**Exercise aim**.
Among the entries below, find all lines that include "VectorIndex" and copy them.

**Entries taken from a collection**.

■ ■ ■ ■

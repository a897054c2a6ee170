//! Offline index build: load, split, tag projects, embed, assemble.

use std::path::{Path, PathBuf};
use std::sync::Arc;

use futures::stream::{self, StreamExt};

use folio_core::{BatchReport, Chunk, Distance, Error, Loader, ProjectIdentifier, Result, Splitter, Stage};
use folio_embed::EmbedPool;
use folio_vector::{IndexHandle, IndexSchema, VectorIndex};

/// A freshly built index and what happened along the way.
#[derive(Debug)]
pub struct BuildOutcome {
    pub index: VectorIndex,
    pub report: BatchReport,
}

pub struct BuildPipeline {
    loader: Arc<Loader>,
    splitter: Arc<Splitter>,
    projects: ProjectIdentifier,
    embed: EmbedPool,
    parallel_files: usize,
    distance: Distance,
}

impl BuildPipeline {
    pub fn new(loader: Loader, splitter: Splitter, embed: EmbedPool) -> Self {
        Self {
            loader: Arc::new(loader),
            splitter: Arc::new(splitter),
            projects: ProjectIdentifier::new(),
            embed,
            parallel_files: 8,
            distance: Distance::Cosine,
        }
    }

    /// Files loaded and split at once.
    #[must_use]
    pub fn with_parallel_files(mut self, n: usize) -> Self {
        self.parallel_files = n.max(1);
        self
    }

    #[must_use]
    pub fn with_distance(mut self, distance: Distance) -> Self {
        self.distance = distance;
        self
    }

    /// Build a new index from every file under `root`. Bad files and
    /// unembeddable chunks are skipped and reported; only a missing root or
    /// an index-level inconsistency fails the build.
    pub async fn build(&self, root: &Path) -> Result<BuildOutcome> {
        tracing::info!(root = %root.display(), "building index");
        let mut report = BatchReport::default();

        let discovered: Vec<_> = self.loader.discover(root)?.collect();
        let paths: Vec<PathBuf> = report.fold(
            Stage::Load,
            discovered.into_iter().map(|p| match p {
                Ok(path) => (path.display().to_string(), Ok(path)),
                Err(e) => (e.path.display().to_string(), Err(Error::Load(e))),
            }),
        );

        let per_file: Vec<(String, Result<Vec<Chunk>>)> = stream::iter(paths)
            .map(|path| self.load_and_split(path))
            .buffered(self.parallel_files)
            .collect()
            .await;

        let mut chunks = Vec::new();
        for (item, outcome) in per_file {
            match outcome {
                Ok(mut file_chunks) => {
                    report.documents += 1;
                    chunks.append(&mut file_chunks);
                }
                Err(e @ Error::Load(_)) => report.record_failure(Stage::Load, item, e),
                Err(e) => report.record_failure(Stage::Split, item, e),
            }
        }

        let batch = self.projects.identify(chunks);
        tracing::info!(projects = batch.projects.len(), "projects identified");
        let chunks = batch.into_chunks();
        report.chunks = chunks.len();

        let (entries, embed_report) = self.embed.embed_chunks(chunks).await;
        report.merge(embed_report);

        let embedder = self.embed.embedder();
        let mut index = VectorIndex::new(IndexSchema {
            dim: embedder.dim(),
            distance: self.distance,
            model_id: embedder.model_id().to_string(),
        });
        index.add(entries)?;
        report.log_summary();
        Ok(BuildOutcome { index, report })
    }

    /// Build from `root`, persist to `index_dir` and swap the result into
    /// `handle`. A failed build or write leaves both the live index and the
    /// directory as they were.
    pub async fn rebuild(&self, handle: &IndexHandle, root: &Path, index_dir: &Path) -> Result<BatchReport> {
        let mut report = None;
        let slot = &mut report;
        handle
            .rebuild(move |_previous| async move {
                let BuildOutcome { mut index, report } = self.build(root).await?;
                index.persist(index_dir).await?;
                *slot = Some(report);
                Ok(index)
            })
            .await?;
        Ok(report.unwrap_or_default())
    }

    async fn load_and_split(&self, path: PathBuf) -> (String, Result<Vec<Chunk>>) {
        let item = path.display().to_string();
        let loader = Arc::clone(&self.loader);
        let splitter = Arc::clone(&self.splitter);
        let outcome = tokio::task::spawn_blocking(move || -> Result<Vec<Chunk>> {
            let doc = loader.load(&path)?;
            let chunks = splitter.split(&doc)?;
            tracing::debug!(path = %path.display(), chunks = chunks.len(), "split document");
            Ok(chunks)
        })
        .await;
        let outcome = outcome.unwrap_or_else(|e| Err(Error::Io(std::io::Error::other(e.to_string()))));
        (item, outcome)
    }
}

■ ■ ■ ■

**Result for this exercise**.
use folio_vector::{IndexHandle, IndexSchema, VectorIndex};
    pub index: VectorIndex,
        let mut index = VectorIndex::new(IndexSchema {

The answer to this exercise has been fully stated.